I participated in my first anti-war demonstration in 1964. Johnson had just announced the first, major troop commitment to Southeast Asia, I thought he was going to drag us into an unwinnable war, so about twenty of us walked around Times Square one day after school handing out leaflets, shouting some slogans and having a good time. Everyone who walked past us was polite, a few actually took a leaflet, most said they had never heard of Viet Nam. What happened over the following nine years was that public opinion shifted from not knowing, to not caring, to being concerned and finally, to being against the War.
Know when public opinion really began to shift? When the television networks ended their nightly news broadcasts with a graphic that showed how many U.S. soldiers had been killed in Nam. The networks did the same thing again in 1980 when each night’s news broadcast ended with a graphic showing how many days the hostages had been in captivity in Iran. Remember who won the 1980 election? It wasn’t the guy who couldn’t get the hostages out of jail.
The same thing now seems to be happening when it comes to mobilizing people against the violence caused by guns. And while the major media outlets haven’t yet caught on, the ‘daily count’ has spread throughout the internet, and sooner or later it will be picked up by the networks as well. Or it won’t matter whether the numbers make CNN or MSNBC because increasingly we depend on ‘alternate’ internet media for our information anyhow.
The granddaddy of in-your-face gun violence calculators is the Gun Violence Archive, which was first mounted in 2013. Mother Jones has presented data and graphics over the years, ditto the Center for American Progress. Joe Nocera and Jennifer Mascia kept up a running count for The New York Times. But the Gun Violence Archive was the first attempt to go beyond media anecdotes and try to assemble a comprehensive, real-time analysis of all violence committed with guns. And this is an important point, because the data from government agencies like the CDC and the FBI is either several years behind, or skewed in ways that don’t give a true picture of the damage caused by guns, or both. What you get from the GVA is a comprehensive picture of the toll of gun violence; no ifs, ands or buts.
The GVA has been joined by a crowd sourced website, the Mass Shooting Tracker, which counts all shootings in which four people are hit by bullets, whether any of them are killed or not. This is an important element in the gun violence debate, because the FBI only counts mass shootings if four or more people are killed at the same time. Not only does the FBI definition seriously underestimate the carnage and costs of gun violence, but it also doesn’t count shootings in which one of the victims is the shooter himself. But this is an absurd and arbitrary way to analyze gun violence, and the MST sets it straight. You can read a good story about GVA and MST by Jennifer Mascia in the current issue of Trace.

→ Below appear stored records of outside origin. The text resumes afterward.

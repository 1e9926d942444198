//! Ticket issuance integration tests.

mod common;

use axum::http::StatusCode;
use serde_json::{json, Value};
use wiremock::matchers::{body_partial_json, header, method, path};
use wiremock::{Mock, ResponseTemplate};

use common::{is_ticket_id, TestHarness, TICKET_TEMPLATE_ID};
use sptx_core::{ReferenceStatus, Referral, TicketLocation};
use sptx_store::Store;

async fn mount_side_calls(harness: &TestHarness, status: u16) {
    for route in ["/api/inventory/sale", "/api/analytics/ticket-sale"] {
        Mock::given(method("POST"))
            .and(path(route))
            .respond_with(ResponseTemplate::new(status))
            .mount(&harness.external)
            .await;
    }
    let mail = if status < 300 {
        ResponseTemplate::new(201).set_body_json(json!({"messageId": "<m@relay>"}))
    } else {
        ResponseTemplate::new(status).set_body_json(json!({"message": "relay down"}))
    };
    Mock::given(method("POST"))
        .and(path("/v3/smtp/email"))
        .respond_with(mail)
        .mount(&harness.external)
        .await;
}

#[tokio::test]
async fn paid_ticket_is_issued() {
    let harness = TestHarness::new().await;
    harness.seed_user("user-ada", "Ada Obi", "ada@example.com");
    harness.seed_paid_reference("SPTX-REF-PAID1", ReferenceStatus::Successful);
    mount_side_calls(&harness, 200).await;

    let response = harness
        .server
        .post("/ticket/iwss")
        .json(&json!({"reference": "SPTX-REF-PAID1"}))
        .await;

    response.assert_status_ok();
    let body: Value = response.json();
    assert_eq!(body["success"], true);
    assert!(is_ticket_id(&body["ticketId"]), "{}", body["ticketId"]);
    assert_eq!(body["totalAmount"], 1_050_000);
    assert_eq!(body["attendeeName"], "Ada Obi");
    assert_eq!(body["paymentMethod"], "paystack");
    assert_eq!(body["alreadyIssued"], false);
    assert_eq!(body["sideEffects"]["inventory"], "completed");
    assert_eq!(body["sideEffects"]["email"], "completed");

    let record = harness.reference("SPTX-REF-PAID1");
    assert!(record.ticket_generated);
    assert_eq!(
        record.ticket_id.map(|id| id.to_string()).as_deref(),
        body["ticketId"].as_str()
    );
}

#[tokio::test]
async fn issuing_twice_reuses_the_ticket() {
    let harness = TestHarness::new().await;
    harness.seed_user("user-ada", "Ada Obi", "ada@example.com");
    harness.seed_paid_reference("SPTX-REF-TWICE", ReferenceStatus::Successful);
    mount_side_calls(&harness, 200).await;

    let first: Value = harness
        .server
        .post("/ticket/iwss")
        .json(&json!({"reference": "SPTX-REF-TWICE"}))
        .await
        .json();
    let second: Value = harness
        .server
        .post("/ticket/iwss")
        .json(&json!({"reference": "SPTX-REF-TWICE"}))
        .await
        .json();

    assert_eq!(first["ticketId"], second["ticketId"]);
    assert_eq!(first["createdAt"], second["createdAt"]);
    assert_eq!(second["alreadyIssued"], true);

    for (location, owner) in [
        (TicketLocation::UserHistory, "user-ada"),
        (TicketLocation::EventAttendees, "event-jazz"),
        (TicketLocation::AdminLedger, "event-jazz"),
    ] {
        assert_eq!(harness.store.list_tickets(location, owner).unwrap().len(), 1);
    }
}

#[tokio::test]
async fn pending_payment_is_reported() {
    let harness = TestHarness::new().await;
    harness.seed_user("user-ada", "Ada Obi", "ada@example.com");
    harness.seed_paid_reference("SPTX-REF-WAIT", ReferenceStatus::Pending);

    let response = harness
        .server
        .post("/ticket/iwss")
        .json(&json!({"reference": "SPTX-REF-WAIT"}))
        .await;

    response.assert_status(StatusCode::BAD_REQUEST);
    let body: Value = response.json();
    assert_eq!(body["success"], false);
    assert_eq!(body["error"], "PaymentPending");
    assert_eq!(body["attempts"], 3);
    assert!(harness.reference("SPTX-REF-WAIT").ticket_id.is_none());
}

#[tokio::test]
async fn failed_payment_issues_nothing() {
    let harness = TestHarness::new().await;
    harness.seed_user("user-ada", "Ada Obi", "ada@example.com");
    harness.seed_paid_reference("SPTX-REF-FAIL", ReferenceStatus::Failed);

    let response = harness
        .server
        .post("/ticket/iwss")
        .json(&json!({"reference": "SPTX-REF-FAIL"}))
        .await;

    response.assert_status(StatusCode::BAD_REQUEST);
    let body: Value = response.json();
    assert_eq!(body["error"], "PaymentRejected");
    assert_eq!(body["reference"], "SPTX-REF-FAIL");

    assert!(harness.reference("SPTX-REF-FAIL").ticket_id.is_none());
    assert!(harness
        .store
        .list_tickets(TicketLocation::UserHistory, "user-ada")
        .unwrap()
        .is_empty());
}

#[tokio::test]
async fn malformed_references_are_rejected() {
    let harness = TestHarness::new().await;

    let response = harness
        .server
        .post("/ticket/iwss")
        .json(&json!({"reference": "PAY-123"}))
        .await;
    response.assert_status(StatusCode::BAD_REQUEST);
    let body: Value = response.json();
    assert!(body["message"]
        .as_str()
        .unwrap()
        .starts_with("Invalid reference format"));

    let response = harness.server.post("/ticket/iwss").json(&json!({})).await;
    response.assert_status(StatusCode::BAD_REQUEST);

    let response = harness
        .server
        .post("/ticket/free")
        .json(&json!({"reference": "SPTX-REF-123"}))
        .await;
    response.assert_status(StatusCode::BAD_REQUEST);
}

#[tokio::test]
async fn unknown_reference_and_user_are_not_found() {
    let harness = TestHarness::new().await;

    let response = harness
        .server
        .post("/ticket/iwss")
        .json(&json!({"reference": "SPTX-REF-GHOST"}))
        .await;
    response.assert_status(StatusCode::NOT_FOUND);

    harness.seed_paid_reference("SPTX-REF-NOUSER", ReferenceStatus::Successful);
    let response = harness
        .server
        .post("/ticket/iwss")
        .json(&json!({"reference": "SPTX-REF-NOUSER"}))
        .await;
    response.assert_status(StatusCode::NOT_FOUND);
    assert!(harness
        .store
        .list_tickets(TicketLocation::EventAttendees, "event-jazz")
        .unwrap()
        .is_empty());
}

#[tokio::test]
async fn side_call_failures_do_not_change_the_response() {
    let harness = TestHarness::new().await;
    harness.seed_user("user-ada", "Ada Obi", "ada@example.com");
    harness.seed_paid_reference("SPTX-REF-FLAKY", ReferenceStatus::Successful);
    mount_side_calls(&harness, 500).await;

    let response = harness
        .server
        .post("/ticket/iwss")
        .json(&json!({"reference": "SPTX-REF-FLAKY"}))
        .await;

    response.assert_status_ok();
    let body: Value = response.json();
    assert_eq!(body["success"], true);
    assert!(is_ticket_id(&body["ticketId"]));
    assert_eq!(body["sideEffects"]["inventory"], "failed");
    assert_eq!(body["sideEffects"]["analytics"], "failed");
    assert_eq!(body["sideEffects"]["email"], "failed");
    assert!(harness.reference("SPTX-REF-FLAKY").ticket_generated);
}

#[tokio::test]
async fn confirmation_email_uses_ticket_template() {
    let harness = TestHarness::new().await;
    harness.seed_user("user-ada", "Ada Obi", "ada@example.com");
    harness.seed_paid_reference("SPTX-REF-MAIL", ReferenceStatus::Successful);

    // Mounted first so it answers ahead of the catch-all mail mock.
    Mock::given(method("POST"))
        .and(path("/v3/smtp/email"))
        .and(header("api-key", "mail-key"))
        .and(body_partial_json(json!({
            "templateId": TICKET_TEMPLATE_ID,
            "to": [{"email": "ada@example.com"}],
            "params": {"eventName": "Lagos Jazz Night", "amountPaid": "\u{20a6}10,500.00"}
        })))
        .respond_with(ResponseTemplate::new(201).set_body_json(json!({"messageId": "<t@relay>"})))
        .expect(1)
        .mount(&harness.external)
        .await;
    mount_side_calls(&harness, 200).await;

    harness
        .server
        .post("/ticket/iwss")
        .json(&json!({"reference": "SPTX-REF-MAIL"}))
        .await
        .assert_status_ok();
}

#[tokio::test]
async fn referral_usage_is_recorded_once() {
    let harness = TestHarness::new().await;
    harness.seed_user("user-ada", "Ada Obi", "ada@example.com");
    harness
        .store
        .put_referral(&Referral::new("AMAKA10", "user-amaka"))
        .unwrap();

    let mut record = sptx_core::ReferenceRecord::pending(
        "SPTX-REF-REFER".parse().unwrap(),
        sptx_core::TicketSnapshot {
            referral_code: Some("AMAKA10".into()),
            ..common::snapshot()
        },
    );
    record.status = ReferenceStatus::Successful;
    harness.store.put_reference(&record).unwrap();

    for _ in 0..2 {
        let body: Value = harness
            .server
            .post("/ticket/iwss")
            .json(&json!({"reference": "SPTX-REF-REFER"}))
            .await
            .json();
        assert_eq!(body["sideEffects"]["referral"], "completed");
    }

    let referral = harness.store.get_referral("AMAKA10").unwrap().unwrap();
    assert_eq!(referral.usage_count, 1);
    assert_eq!(referral.usages[0].user_id, "user-ada");
}

#[tokio::test]
async fn free_ticket_is_issued_at_zero_cost() {
    let harness = TestHarness::new().await;
    harness.seed_user("user-ada", "Ada Obi", "ada@example.com");
    harness.seed_free_reference("SPTX-FREE-123");
    mount_side_calls(&harness, 200).await;

    let response = harness
        .server
        .post("/ticket/free")
        .json(&json!({"reference": "SPTX-FREE-123"}))
        .await;

    response.assert_status_ok();
    let body: Value = response.json();
    assert_eq!(body["success"], true);
    assert_eq!(body["ticketPrice"], 0);
    assert_eq!(body["serviceFee"], 0);
    assert_eq!(body["totalAmount"], 0);
    assert_eq!(body["paymentMethod"], "free");
    assert!(is_ticket_id(&body["ticketId"]));
}

#[tokio::test]
async fn free_path_rejects_paid_references() {
    let harness = TestHarness::new().await;
    harness.seed_user("user-ada", "Ada Obi", "ada@example.com");

    let mut record = sptx_core::ReferenceRecord::free(
        "SPTX-FREE-NOTFREE".parse().unwrap(),
        common::snapshot(),
    );
    record.vendor = Some("paystack".into());
    harness.store.put_reference(&record).unwrap();

    let response = harness
        .server
        .post("/ticket/free")
        .json(&json!({"reference": "SPTX-FREE-NOTFREE"}))
        .await;

    response.assert_status(StatusCode::BAD_REQUEST);
    let body: Value = response.json();
    assert_eq!(body["error"], "BadRequest");
}

#[tokio::test]
async fn reserve_then_issue_free_ticket() {
    let harness = TestHarness::new().await;
    harness.seed_user("user-ada", "Ada Obi", "ada@example.com");
    mount_side_calls(&harness, 200).await;

    let response = harness
        .server
        .post("/ticket/free/reserve")
        .json(&json!({
            "userId": "user-ada",
            "eventId": "event-open",
            "eventName": "Open Mic",
            "ticketType": "General",
            "ticketPrice": 5000
        }))
        .await;

    response.assert_status_ok();
    let reserved: Value = response.json();
    assert_eq!(reserved["status"], "settled");
    let reference = reserved["reference"].as_str().unwrap().to_string();
    assert!(reference.starts_with("SPTX-FREE-"));

    let issued: Value = harness
        .server
        .post("/ticket/free")
        .json(&json!({"reference": reference}))
        .await
        .json();
    assert_eq!(issued["eventId"], "event-open");
    assert_eq!(issued["ticketPrice"], 0);
}

#[tokio::test]
async fn reserve_requires_user_and_event() {
    let harness = TestHarness::new().await;

    let response = harness
        .server
        .post("/ticket/free/reserve")
        .json(&json!({"eventId": "event-open"}))
        .await;
    response.assert_status(StatusCode::BAD_REQUEST);

    let response = harness
        .server
        .post("/ticket/free/reserve")
        .json(&json!({"userId": " ", "eventId": "event-open"}))
        .await;
    response.assert_status(StatusCode::BAD_REQUEST);
}

#[tokio::test]
async fn malformed_bodies_use_the_error_envelope() {
    let harness = TestHarness::new().await;

    let response = harness
        .server
        .post("/ticket/iwss")
        .json(&json!({"reference": 123}))
        .await;
    response.assert_status(StatusCode::BAD_REQUEST);
    let body: Value = response.json();
    assert_eq!(body["success"], false);
    assert_eq!(body["error"], "BadRequest");
    assert!(body["message"].as_str().unwrap().contains("reference"));

    let response = harness.server.post("/ticket/free").text("not json").await;
    response.assert_status(StatusCode::BAD_REQUEST);
    assert_eq!(response.json::<Value>()["error"], "BadRequest");

    let response = harness
        .server
        .post("/ticket/free/reserve")
        .bytes("{\"userId\":".into())
        .content_type("application/json")
        .await;
    response.assert_status(StatusCode::BAD_REQUEST);
    assert_eq!(response.json::<Value>()["error"], "BadRequest");
}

Leave it to the pro-gun gang, of course, to try and come up with reasons why the gun-violence calculators are nothing more than “pure propaganda,” as one red-meat story claimed. It turns out that the MST mistakenly listed 2 shootings out of 498 in 2013 involving pellet guns. If this is the best example of the MST “padding” its numbers, the pro-gun crowd better look somewhere else.
The biggest problem facing the GVP community is enlisting and mobilizing the ‘average’ person in the debate about guns. These websites will help turn the tide because numbers really do tell a story that goes beyond words. When I handed out anti-war leaflets in 1964 I didn’t imagine that CBS would ever run a daily tally on how many U.S. troops had died. But they did. And the war came to an end.